» PROBLEM DETAILS: Reproduce only the top of the records, down to and including the line containing "Lua so that".

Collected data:
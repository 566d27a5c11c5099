use ahash::AHashMap;

use super::value::Value;

/// Insertion-ordered string-keyed map (spec §3 Table). Array-style
/// constructors `{a, b, c}` stringify integer keys starting at `"1"`.
#[derive(Default, Clone, Debug)]
pub struct Table {
    order: Vec<String>,
    entries: AHashMap<String, Value>,
    next_array_index: i64,
}

impl Table {
    pub fn new() -> Self {
        Table {
            order: Vec::new(),
            entries: AHashMap::new(),
            next_array_index: 1,
        }
    }

    pub fn get(&self, key: &str) -> Value {
        self.entries.get(key).cloned().unwrap_or(Value::Nil)
    }

    pub fn contains(&self, key: &str) -> bool {
        self.entries.contains_key(key)
    }

    /// `t[k] = v`. Setting to `Nil` removes the key, matching Lua so that
    /// `#t`/`pairs`/`ipairs` never observe tombstones.
    pub fn set(&mut self, key: impl Into<String>, value: Value) {
        let key = key.into();
        if matches!(value, Value::Nil) {
            if self.entries.remove(&key).is_some() {
                self.order.retain(|k| k != &key);
            }
            return;
        }
        if self.entries.insert(key.clone(), value).is_none() {
            self.order.push(key);
        }
    }

    /// Appends using the next sequential integer key, for array constructors
    /// and `table.insert` without a position.
    pub fn push_array(&mut self, value: Value) {
        let key = self.next_array_index.to_string();
        self.next_array_index += 1;
        self.set(key, value);
    }

    /// Spec §3: `#t` is the largest `n` for which `"1".."n"` are all non-nil.
    pub fn length(&self) -> i64 {
        let mut n = 0i64;
        loop {
            if self.contains(&(n + 1).to_string()) {
                n += 1;
            } else {
                break;
            }
        }
        n
    }

    pub fn is_empty(&self) -> bool {
        self.order.is_empty()
    }

    /// Insertion order, for `pairs`.
    pub fn ordered_keys(&self) -> &[String] {
        &self.order
    }

    /// Consecutive integer keys from 1, for `ipairs`.
    pub fn array_part(&self) -> Vec<(i64, Value)> {
        let mut out = Vec::new();
        let mut i = 1i64;
        loop {
            let key = i.to_string();
            match self.entries.get(&key) {
                Some(v) => {
                    out.push((i, v.clone()));
                    i += 1;
                }
                None => break,
            }
        }
        out
    }

    /// `next(t, k)`: the key following `k` in insertion order, or the first
    /// key if `k` is `None`.
    pub fn next_key(&self, key: Option<&str>) -> Option<(&String, &Value)> {
        let idx = match key {
            None => 0,
            Some(k) => self.order.iter().position(|x| x == k)? + 1,
        };
        let k = self.order.get(idx)?;
        self.entries.get_key_value(k)
    }
}
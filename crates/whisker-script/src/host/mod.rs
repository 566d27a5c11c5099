//! The `whisker.*` host API (spec §4.8): `state`, `passage`, `history`,
//! `choice`, `hook`, plus the top-level `visited/random/pick/print`.

pub mod choice;
pub mod history;
pub mod hook;
pub mod passage;
pub mod state;

pub use choice::{Choice, ChoiceApi};
pub use history::HistoryApi;
pub use hook::{Hook, HookApi};
pub use passage::{Passage, PassageApi};
pub use state::StateApi;

use crate::error::{WhiskerError, WhiskerResult};
use crate::value::{self, Value};

/// Everything the AST evaluator's `whisker.*` call resolution (§4.7) needs
/// from the host-owned story session. A host supplies one concrete
/// implementation (see [`crate::runtime::InMemoryRuntime`] for the reference
/// one) and hands the evaluator a mutable borrow of it; lifecycle is owned
/// entirely by the host.
pub trait Host: StateApi + PassageApi + HistoryApi + ChoiceApi + HookApi {
    /// `whisker.visited([id])`: visit count for `id`, or the current passage
    /// if omitted.
    fn visited(&self, id: Option<&str>) -> i64;
    /// `whisker.random(min, max)`: inclusive uniform integer in `[min, max]`.
    fn random(&mut self, min: i64, max: i64) -> i64;
    /// `whisker.pick(...)`: uniform pick among at least one option.
    fn pick(&mut self, options: &[Value]) -> WhiskerResult<Value>;
    /// `whisker.print(...)`: stringifies and appends TAB-joined.
    fn print(&mut self, parts: &[Value]);
}

fn arg(args: &[Value], i: usize) -> Value {
    args.get(i).cloned().unwrap_or(Value::Nil)
}

fn arg_str(args: &[Value], i: usize) -> String {
    value::to_string(&arg(args, i))
}

fn arg_i64(args: &[Value], i: usize) -> WhiskerResult<i64> {
    value::to_number(&arg(args, i)).map(|n| n as i64)
}

fn table_of(values: Vec<Value>) -> Value {
    let t = crate::value::Table::new();
    let out = Value::table(t);
    if let Value::Table(t) = &out {
        for v in values {
            t.borrow_mut().push_array(v);
        }
    }
    out
}

fn strings_to_values(strings: Vec<String>) -> Value {
    table_of(strings.into_iter().map(Value::str).collect())
}

/// `whisker.state.getList`'s return shape: a table of `values` (possible
/// states) and `active` (the currently active subset).
fn list_to_value(list: &crate::list::ListValue) -> Value {
    let t = crate::value::Table::new();
    let out = Value::table(t);
    if let Value::Table(t) = &out {
        t.borrow_mut().set("values", strings_to_values(list.possible_values().to_vec()));
        t.borrow_mut().set("active", strings_to_values(list.active_values().to_vec()));
    }
    out
}

/// Routes a `whisker.<path>(...)` call (spec §4.7 "`whisker.*` calls route to
/// the host API") into the matching [`Host`] method. `path` excludes the
/// leading `"whisker"` segment.
pub fn dispatch<H: Host>(host: &mut H, path: &[String], args: &[Value]) -> WhiskerResult<Value> {
    let head = path
        .first()
        .ok_or_else(|| WhiskerError::NameError("whisker: missing namespace".to_string()))?
        .as_str();
    let rest = path.get(1).map(String::as_str).unwrap_or("");

    match head {
        "visited" => {
            let id = args.first().map(value::to_string);
            Ok(Value::Num(host.visited(id.as_deref()) as f64))
        }
        "random" => Ok(Value::Num(host.random(arg_i64(args, 0)?, arg_i64(args, 1)?) as f64)),
        "pick" => host.pick(args),
        "print" => {
            host.print(args);
            Ok(Value::Nil)
        }
        "state" => state_dispatch(host, rest, args),
        "passage" => passage_dispatch(host, rest, args),
        "history" => history_dispatch(host, rest, args),
        "choice" => choice_dispatch(host, rest, args),
        "hook" => hook_dispatch(host, rest, args),
        other => Err(WhiskerError::NameError(format!("whisker.{other}: unknown namespace"))),
    }
}

fn state_dispatch<H: Host>(host: &mut H, op: &str, args: &[Value]) -> WhiskerResult<Value> {
    match op {
        "get" => Ok(host.state_get(&arg_str(args, 0)).unwrap_or(Value::Nil)),
        "set" => {
            host.state_set(&arg_str(args, 0), arg(args, 1));
            Ok(Value::Nil)
        }
        "has" => Ok(Value::Bool(host.state_has(&arg_str(args, 0)))),
        "delete" => {
            host.state_delete(&arg_str(args, 0));
            Ok(Value::Nil)
        }
        "all" => Ok(Value::table(host.state_all())),
        "reset" => {
            host.state_reset();
            Ok(Value::Nil)
        }
        "getList" => Ok(host.get_list(&arg_str(args, 0)).map(list_to_value).unwrap_or(Value::Nil)),
        "listValues" => Ok(strings_to_values(host.list_values(&arg_str(args, 0))?)),
        "listActive" => Ok(strings_to_values(host.list_active(&arg_str(args, 0))?)),
        "hasList" => Ok(Value::Bool(host.has_list(&arg_str(args, 0)))),
        "listContains" => Ok(Value::Bool(host.list_contains(&arg_str(args, 0), &arg_str(args, 1))?)),
        "listAdd" => {
            host.list_add(&arg_str(args, 0), &arg_str(args, 1))?;
            Ok(Value::Nil)
        }
        "listRemove" => {
            host.list_remove(&arg_str(args, 0), &arg_str(args, 1))?;
            Ok(Value::Nil)
        }
        "listToggle" => {
            host.list_toggle(&arg_str(args, 0), &arg_str(args, 1))?;
            Ok(Value::Nil)
        }
        "listCount" => Ok(Value::Num(host.list_count(&arg_str(args, 0))? as f64)),
        "getArray" => Ok(host.get_array(&arg_str(args, 0)).unwrap_or(Value::Nil)),
        "hasArray" => Ok(Value::Bool(host.has_array(&arg_str(args, 0)))),
        "arrayGet" => host.array_get(&arg_str(args, 0), arg_i64(args, 1)?),
        "arraySet" => {
            host.array_set(&arg_str(args, 0), arg_i64(args, 1)?, arg(args, 2))?;
            Ok(Value::Nil)
        }
        "arrayLength" => Ok(Value::Num(host.array_length(&arg_str(args, 0))? as f64)),
        "arrayPush" => {
            host.array_push(&arg_str(args, 0), arg(args, 1))?;
            Ok(Value::Nil)
        }
        "arrayPop" => host.array_pop(&arg_str(args, 0)),
        "arrayInsert" => {
            host.array_insert(&arg_str(args, 0), arg_i64(args, 1)?, arg(args, 2))?;
            Ok(Value::Nil)
        }
        "arrayRemove" => host.array_remove(&arg_str(args, 0), arg_i64(args, 1)?),
        "arrayContains" => Ok(Value::Bool(host.array_contains(&arg_str(args, 0), &arg(args, 1))?)),
        "arrayIndexOf" => Ok(Value::Num(host.array_index_of(&arg_str(args, 0), &arg(args, 1))? as f64)),
        "getMap" => Ok(host.get_map(&arg_str(args, 0)).unwrap_or(Value::Nil)),
        "hasMap" => Ok(Value::Bool(host.has_map(&arg_str(args, 0)))),
        "mapGet" => host.map_get(&arg_str(args, 0), &arg_str(args, 1)),
        "mapSet" => {
            host.map_set(&arg_str(args, 0), &arg_str(args, 1), arg(args, 2))?;
            Ok(Value::Nil)
        }
        "mapHas" => Ok(Value::Bool(host.map_has(&arg_str(args, 0), &arg_str(args, 1))?)),
        "mapDelete" => {
            host.map_delete(&arg_str(args, 0), &arg_str(args, 1))?;
            Ok(Value::Nil)
        }
        "mapKeys" => Ok(strings_to_values(host.map_keys(&arg_str(args, 0))?)),
        "mapValues" => Ok(table_of(host.map_values(&arg_str(args, 0))?)),
        "mapSize" => Ok(Value::Num(host.map_size(&arg_str(args, 0))? as f64)),
        other => Err(WhiskerError::NameError(format!("whisker.state.{other}: unknown operation"))),
    }
}

fn passage_table(p: &Passage) -> Value {
    let t = crate::value::Table::new();
    let out = Value::table(t);
    if let Value::Table(t) = &out {
        let mut t = t.borrow_mut();
        t.set("id", Value::str(p.id.clone()));
        t.set("content", Value::str(p.content.clone()));
        t.set("tags", strings_to_values(p.tags.clone()));
        t.set("metadata", Value::Table(std::rc::Rc::new(std::cell::RefCell::new(p.metadata.clone()))));
    }
    out
}

fn passage_dispatch<H: Host>(host: &mut H, op: &str, args: &[Value]) -> WhiskerResult<Value> {
    match op {
        "current" => Ok(host.passage_current().map(passage_table).unwrap_or(Value::Nil)),
        "get" => Ok(host.passage_get(&arg_str(args, 0)).map(passage_table).unwrap_or(Value::Nil)),
        "go" => {
            host.passage_go(&arg_str(args, 0))?;
            Ok(Value::Nil)
        }
        "exists" => Ok(Value::Bool(host.passage_exists(&arg_str(args, 0)))),
        "all" => Ok(table_of(host.passage_all().into_iter().map(passage_table).collect())),
        "tags" => Ok(table_of(
            host.passage_tags(&arg_str(args, 0)).into_iter().map(passage_table).collect(),
        )),
        other => Err(WhiskerError::NameError(format!("whisker.passage.{other}: unknown operation"))),
    }
}

fn history_dispatch<H: Host>(host: &mut H, op: &str, args: &[Value]) -> WhiskerResult<Value> {
    let _ = args;
    match op {
        "back" => Ok(Value::Bool(host.history_back())),
        "canBack" => Ok(Value::Bool(host.history_can_back())),
        "list" => Ok(strings_to_values(host.history_list())),
        "count" => Ok(Value::Num(host.history_count() as f64)),
        "contains" => Ok(Value::Bool(host.history_contains(&arg_str(args, 0)))),
        "clear" => {
            host.history_clear();
            Ok(Value::Nil)
        }
        other => Err(WhiskerError::NameError(format!("whisker.history.{other}: unknown operation"))),
    }
}

fn choice_table(c: &Choice) -> Value {
    let t = crate::value::Table::new();
    let out = Value::table(t);
    if let Value::Table(t) = &out {
        let mut t = t.borrow_mut();
        t.set("text", Value::str(c.text.clone()));
        t.set("target", c.target.clone().map(Value::str).unwrap_or(Value::Nil));
    }
    out
}

fn choice_dispatch<H: Host>(host: &mut H, op: &str, args: &[Value]) -> WhiskerResult<Value> {
    match op {
        "available" => Ok(table_of(host.choice_available().iter().map(choice_table).collect())),
        "select" => {
            host.choice_select(arg_i64(args, 0)? as usize)?;
            Ok(Value::Nil)
        }
        "count" => Ok(Value::Num(host.choice_count() as f64)),
        other => Err(WhiskerError::NameError(format!("whisker.choice.{other}: unknown operation"))),
    }
}

fn hook_dispatch<H: Host>(host: &mut H, op: &str, args: &[Value]) -> WhiskerResult<Value> {
    match op {
        "exists" => Ok(Value::Bool(host.hook_exists(&arg_str(args, 0)))),
        "visible" => Ok(Value::Bool(host.hook_visible(&arg_str(args, 0))?)),
        "hidden" => Ok(Value::Bool(host.hook_hidden(&arg_str(args, 0))?)),
        "get" => Ok(Value::str(host.hook_get(&arg_str(args, 0))?)),
        "contains" => Ok(Value::Bool(host.hook_contains(&arg_str(args, 0), &arg_str(args, 1))?)),
        "number" => Ok(Value::Num(host.hook_number() as f64)),
        "replace" => {
            host.hook_replace(&arg_str(args, 0), arg_str(args, 1))?;
            Ok(Value::Nil)
        }
        "append" => {
            host.hook_append(&arg_str(args, 0), &arg_str(args, 1))?;
            Ok(Value::Nil)
        }
        "prepend" => {
            host.hook_prepend(&arg_str(args, 0), &arg_str(args, 1))?;
            Ok(Value::Nil)
        }
        "show" => {
            host.hook_show(&arg_str(args, 0))?;
            Ok(Value::Nil)
        }
        "hide" => {
            host.hook_hide(&arg_str(args, 0))?;
            Ok(Value::Nil)
        }
        other => Err(WhiskerError::NameError(format!("whisker.hook.{other}: unknown operation"))),
    }
}

#[cfg(test)]
mod tests {
    use super::*;
    use crate::list::ListValue;
    use crate::runtime::InMemoryRuntime;

    fn path(segments: &[&str]) -> Vec<String> {
        segments.iter().map(|s| s.to_string()).collect()
    }

    #[test]
    fn state_get_set_round_trips_through_dispatch() {
        let mut host = InMemoryRuntime::new();
        dispatch(&mut host, &path(&["state", "set"]), &[Value::str("gold"), Value::Num(10.0)]).unwrap();
        let got = dispatch(&mut host, &path(&["state", "get"]), &[Value::str("gold")]).unwrap();
        assert_eq!(got.as_num(), Some(10.0));
    }

    #[test]
    fn unknown_namespace_is_a_name_error() {
        let mut host = InMemoryRuntime::new();
        let err = dispatch(&mut host, &path(&["bogus"]), &[]);
        assert!(matches!(err, Err(WhiskerError::NameError(_))));
    }

    #[test]
    fn random_dispatch_stays_within_bounds() {
        let mut host = InMemoryRuntime::new();
        for _ in 0..20 {
            let v = dispatch(&mut host, &path(&["random"]), &[Value::Num(1.0), Value::Num(6.0)]).unwrap();
            let n = v.as_num().unwrap();
            assert!((1.0..=6.0).contains(&n));
        }
    }

    #[test]
    fn pick_rejects_empty_option_list() {
        let mut host = InMemoryRuntime::new();
        let err = dispatch(&mut host, &path(&["pick"]), &[]);
        assert!(err.is_err());
    }

    #[test]
    fn get_list_dispatches_to_values_and_active() {
        let mut host = InMemoryRuntime::new();
        let mut list = ListValue::new("mood", vec!["happy".into(), "sad".into(), "angry".into()]);
        list.enter("happy", &mut crate::runtime::StderrSink).unwrap();
        host.set_list("mood", list);

        let got = dispatch(&mut host, &path(&["state", "getList"]), &[Value::str("mood")]).unwrap();
        let Value::Table(t) = got else { panic!("expected a table") };
        let Value::Table(active) = t.borrow().get("active") else { panic!("expected a table") };
        assert_eq!(value::to_string(&active.borrow().get("1")), "happy");
    }

    #[test]
    fn get_array_and_get_map_dispatch_return_the_stored_table() {
        let mut host = InMemoryRuntime::new();
        host.set_array("inventory", vec![Value::str("torch"), Value::str("rope")]);
        host.set_map("flags");
        host.map_set("flags", "seen_intro", Value::Bool(true)).unwrap();

        let arr = dispatch(&mut host, &path(&["state", "getArray"]), &[Value::str("inventory")]).unwrap();
        assert!(matches!(arr, Value::Table(_)));

        let map = dispatch(&mut host, &path(&["state", "getMap"]), &[Value::str("flags")]).unwrap();
        let Value::Table(t) = map else { panic!("expected a table") };
        assert!(matches!(t.borrow().get("seen_intro"), Value::Bool(true)));
    }

    #[test]
    fn get_array_on_missing_key_is_nil() {
        let mut host = InMemoryRuntime::new();
        let got = dispatch(&mut host, &path(&["state", "getArray"]), &[Value::str("missing")]).unwrap();
        assert!(matches!(got, Value::Nil));
    }
}
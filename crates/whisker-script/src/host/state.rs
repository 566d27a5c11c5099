//! `whisker.state` (spec §4.8): scalar variables plus the list/array/map
//! collection extensions, all addressed by string key.

use crate::error::WhiskerResult;
use crate::list::ListValue;
use crate::value::{Table, Value};

pub trait StateApi {
    fn state_get(&self, key: &str) -> Option<Value>;
    fn state_set(&mut self, key: &str, value: Value);
    fn state_has(&self, key: &str) -> bool;
    fn state_delete(&mut self, key: &str);
    fn state_all(&self) -> Table;
    fn state_reset(&mut self);

    fn set_list(&mut self, key: &str, list: ListValue);
    fn get_list(&self, key: &str) -> Option<&ListValue>;
    fn get_list_mut(&mut self, key: &str) -> Option<&mut ListValue>;
    fn has_list(&self, key: &str) -> bool {
        self.get_list(key).is_some()
    }
    fn list_values(&self, key: &str) -> WhiskerResult<Vec<String>>;
    fn list_active(&self, key: &str) -> WhiskerResult<Vec<String>>;
    fn list_contains(&self, key: &str, state: &str) -> WhiskerResult<bool>;
    fn list_add(&mut self, key: &str, state: &str) -> WhiskerResult<()>;
    fn list_remove(&mut self, key: &str, state: &str) -> WhiskerResult<()>;
    fn list_toggle(&mut self, key: &str, state: &str) -> WhiskerResult<()>;
    fn list_count(&self, key: &str) -> WhiskerResult<usize>;

    fn set_array(&mut self, key: &str, values: Vec<Value>);
    fn get_array(&self, key: &str) -> Option<Value>;
    fn has_array(&self, key: &str) -> bool {
        self.get_array(key).is_some()
    }
    fn array_get(&self, key: &str, index: i64) -> WhiskerResult<Value>;
    fn array_set(&mut self, key: &str, index: i64, value: Value) -> WhiskerResult<()>;
    fn array_length(&self, key: &str) -> WhiskerResult<i64>;
    fn array_push(&mut self, key: &str, value: Value) -> WhiskerResult<()>;
    fn array_pop(&mut self, key: &str) -> WhiskerResult<Value>;
    fn array_insert(&mut self, key: &str, index: i64, value: Value) -> WhiskerResult<()>;
    fn array_remove(&mut self, key: &str, index: i64) -> WhiskerResult<Value>;
    fn array_contains(&self, key: &str, value: &Value) -> WhiskerResult<bool>;
    fn array_index_of(&self, key: &str, value: &Value) -> WhiskerResult<i64>;

    fn set_map(&mut self, key: &str);
    fn get_map(&self, key: &str) -> Option<Value>;
    fn has_map(&self, key: &str) -> bool {
        self.get_map(key).is_some()
    }
    fn map_get(&self, key: &str, field: &str) -> WhiskerResult<Value>;
    fn map_set(&mut self, key: &str, field: &str, value: Value) -> WhiskerResult<()>;
    fn map_has(&self, key: &str, field: &str) -> WhiskerResult<bool>;
    fn map_delete(&mut self, key: &str, field: &str) -> WhiskerResult<()>;
    fn map_keys(&self, key: &str) -> WhiskerResult<Vec<String>>;
    fn map_values(&self, key: &str) -> WhiskerResult<Vec<Value>>;
    fn map_size(&self, key: &str) -> WhiskerResult<usize>;
}
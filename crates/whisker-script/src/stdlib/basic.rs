//! Basic global functions (spec §4.6): print, type, assert, error,
//! tonumber, tostring, select, pairs/ipairs/next, rawget/rawset/rawequal,
//! setmetatable/getmetatable.

use crate::context::ExecutionContext;
use crate::error::{WhiskerError, WhiskerResult};
use crate::value::{self, Table, Value};

pub fn print(ctx: &mut ExecutionContext, args: &[Value]) -> WhiskerResult<Value> {
    ctx.print(args);
    Ok(Value::Nil)
}

pub fn type_of(_ctx: &mut ExecutionContext, args: &[Value]) -> WhiskerResult<Value> {
    let v = args.first().unwrap_or(&Value::Nil);
    Ok(Value::str(v.type_name()))
}

pub fn tostring(_ctx: &mut ExecutionContext, args: &[Value]) -> WhiskerResult<Value> {
    let v = args.first().unwrap_or(&Value::Nil);
    Ok(Value::str(value::to_string(v)))
}

pub fn tonumber(_ctx: &mut ExecutionContext, args: &[Value]) -> WhiskerResult<Value> {
    let v = args.first().unwrap_or(&Value::Nil);
    if let Some(base_v) = args.get(1) {
        let base = value::to_number(base_v)? as u32;
        let s = v
            .as_str()
            .ok_or_else(|| WhiskerError::ArgumentType("tonumber: expected a string with a base".to_string()))?;
        return Ok(i64::from_str_radix(s.trim(), base)
            .map(|n| Value::Num(n as f64))
            .unwrap_or(Value::Nil));
    }
    match v {
        Value::Num(n) => Ok(Value::Num(*n)),
        Value::Str(s) => Ok(value::parse_lua_number(s).map(Value::Num).unwrap_or(Value::Nil)),
        _ => Ok(Value::Nil),
    }
}

pub fn assert(_ctx: &mut ExecutionContext, args: &[Value]) -> WhiskerResult<Value> {
    let v = args.first().cloned().unwrap_or(Value::Nil);
    if v.is_truthy() {
        Ok(v)
    } else {
        let msg = args
            .get(1)
            .map(value::to_string)
            .unwrap_or_else(|| "assertion failed!".to_string());
        Err(WhiskerError::NameError(msg))
    }
}

pub fn error(_ctx: &mut ExecutionContext, args: &[Value]) -> WhiskerResult<Value> {
    let msg = args.first().map(value::to_string).unwrap_or_default();
    Err(WhiskerError::NameError(msg))
}

pub fn pairs(_ctx: &mut ExecutionContext, args: &[Value]) -> WhiskerResult<Value> {
    require_table(args, "pairs").map(Value::Table)
}

pub fn ipairs(_ctx: &mut ExecutionContext, args: &[Value]) -> WhiskerResult<Value> {
    let t = require_table(args, "ipairs")?;
    let only_array = Table::new();
    let wrapped = Value::table(only_array);
    if let Value::Table(out) = &wrapped {
        for (i, v) in t.borrow().array_part() {
            out.borrow_mut().set(i.to_string(), v);
        }
    }
    Ok(wrapped)
}

pub fn next(_ctx: &mut ExecutionContext, args: &[Value]) -> WhiskerResult<Value> {
    let t = require_table(args, "next")?;
    let table = t.borrow();
    let key = args.get(1).map(value::to_string);
    match table.next_key(key.as_deref()) {
        Some((k, v)) => {
            let key_value = value::parse_lua_number(k).map(Value::Num).unwrap_or(Value::str(k.clone()));
            let out = Table::new();
            let out = Value::table(out);
            if let Value::Table(o) = &out {
                o.borrow_mut().set("1", key_value);
                o.borrow_mut().set("2", v.clone());
            }
            Ok(out)
        }
        None => Ok(Value::Nil),
    }
}

fn require_table(args: &[Value], fname: &str) -> WhiskerResult<std::rc::Rc<std::cell::RefCell<Table>>> {
    match args.first() {
        Some(Value::Table(t)) => Ok(std::rc::Rc::clone(t)),
        _ => Err(WhiskerError::ArgumentType(format!(
            "bad argument #1 to '{fname}' (table expected)"
        ))),
    }
}

pub fn select(_ctx: &mut ExecutionContext, args: &[Value]) -> WhiskerResult<Value> {
    let selector = args.first().ok_or_else(|| {
        WhiskerError::ArgumentType("bad argument #1 to 'select' (number or '#' expected)".to_string())
    })?;
    if let Value::Str(s) = selector
        && s.as_str() == "#"
    {
        return Ok(Value::Num((args.len() - 1) as f64));
    }
    let n = value::to_number(selector)? as usize;
    Ok(args.get(n).cloned().unwrap_or(Value::Nil))
}

pub fn rawget(_ctx: &mut ExecutionContext, args: &[Value]) -> WhiskerResult<Value> {
    let t = require_table(args, "rawget")?;
    let key = value::to_string(args.get(1).unwrap_or(&Value::Nil));
    Ok(t.borrow().get(&key))
}

pub fn rawset(_ctx: &mut ExecutionContext, args: &[Value]) -> WhiskerResult<Value> {
    let t = require_table(args, "rawset")?;
    let key = value::to_string(args.get(1).unwrap_or(&Value::Nil));
    let v = args.get(2).cloned().unwrap_or(Value::Nil);
    t.borrow_mut().set(key, v);
    Ok(Value::Table(t))
}

pub fn rawequal(_ctx: &mut ExecutionContext, args: &[Value]) -> WhiskerResult<Value> {
    let a = args.first().unwrap_or(&Value::Nil);
    let b = args.get(1).unwrap_or(&Value::Nil);
    Ok(Value::Bool(value::equals(a, b)))
}

pub fn setmetatable(ctx: &mut ExecutionContext, args: &[Value]) -> WhiskerResult<Value> {
    let t = args.first().cloned().unwrap_or(Value::Nil);
    let meta = args.get(1).cloned();
    let meta = match meta {
        Some(Value::Nil) | None => None,
        Some(m) => Some(m),
    };
    ctx.set_metatable(&t, meta);
    Ok(t)
}

pub fn getmetatable(ctx: &mut ExecutionContext, args: &[Value]) -> WhiskerResult<Value> {
    let t = args.first().cloned().unwrap_or(Value::Nil);
    Ok(ctx.get_metatable(&t))
}

#[cfg(test)]
mod tests {
    use super::*;

    #[test]
    fn tonumber_parses_decimal_and_rejects_garbage() {
        let mut ctx = ExecutionContext::new();
        assert_eq!(tonumber(&mut ctx, &[Value::str("42")]).unwrap().as_num(), Some(42.0));
        assert!(matches!(tonumber(&mut ctx, &[Value::str("nope")]).unwrap(), Value::Nil));
    }

    #[test]
    fn tonumber_with_base_parses_hex() {
        let mut ctx = ExecutionContext::new();
        let out = tonumber(&mut ctx, &[Value::str("ff"), Value::Num(16.0)]).unwrap();
        assert_eq!(out.as_num(), Some(255.0));
    }

    #[test]
    fn assert_passes_through_truthy_value_and_errors_on_falsy() {
        let mut ctx = ExecutionContext::new();
        assert_eq!(assert(&mut ctx, &[Value::Num(1.0)]).unwrap().as_num(), Some(1.0));
        assert!(assert(&mut ctx, &[Value::Bool(false), Value::str("custom")]).is_err());
    }

    #[test]
    fn select_hash_returns_count_and_index_returns_positional() {
        let mut ctx = ExecutionContext::new();
        let args = [Value::str("#"), Value::Num(1.0), Value::Num(2.0), Value::Num(3.0)];
        assert_eq!(select(&mut ctx, &args).unwrap().as_num(), Some(3.0));
        let args = [Value::Num(2.0), Value::Num(10.0), Value::Num(20.0), Value::Num(30.0)];
        assert_eq!(select(&mut ctx, &args).unwrap().as_num(), Some(20.0));
    }

    #[test]
    fn ipairs_wraps_only_the_consecutive_array_part() {
        let mut ctx = ExecutionContext::new();
        let t = Value::new_table();
        if let Value::Table(inner) = &t {
            inner.borrow_mut().push_array(Value::Num(1.0));
            inner.borrow_mut().push_array(Value::Num(2.0));
            inner.borrow_mut().set("name", Value::str("x"));
        }
        let wrapped = ipairs(&mut ctx, &[t]).unwrap();
        let wt = wrapped.as_table().unwrap();
        assert_eq!(wt.borrow().length(), 2);
        assert!(!wt.borrow().contains("name"));
    }

    #[test]
    fn rawequal_compares_tables_by_identity() {
        let mut ctx = ExecutionContext::new();
        let a = Value::new_table();
        let b = Value::new_table();
        assert!(!rawequal(&mut ctx, &[a.clone(), b]).unwrap().is_truthy());
        assert!(rawequal(&mut ctx, &[a.clone(), a]).unwrap().is_truthy());
    }
}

» ANSWER:
repository 566d27a5c11c5099
use ahash::AHashMap;

use super::value::Value;

/// Insertion-ordered string-keyed map (spec §3 Table). Array-style
/// constructors `{a, b, c}` stringify integer keys starting at `"1"`.
#[derive(Default, Clone, Debug)]
pub struct Table {
    order: Vec<String>,
    entries: AHashMap<String, Value>,
    next_array_index: i64,
}

impl Table {
    pub fn new() -> Self {
        Table {
            order: Vec::new(),
            entries: AHashMap::new(),
            next_array_index: 1,
        }
    }

    pub fn get(&self, key: &str) -> Value {
        self.entries.get(key).cloned().unwrap_or(Value::Nil)
    }

    pub fn contains(&self, key: &str) -> bool {
        self.entries.contains_key(key)
    }

    /// `t[k] = v`. Setting to `Nil` removes the key, matching Lua so that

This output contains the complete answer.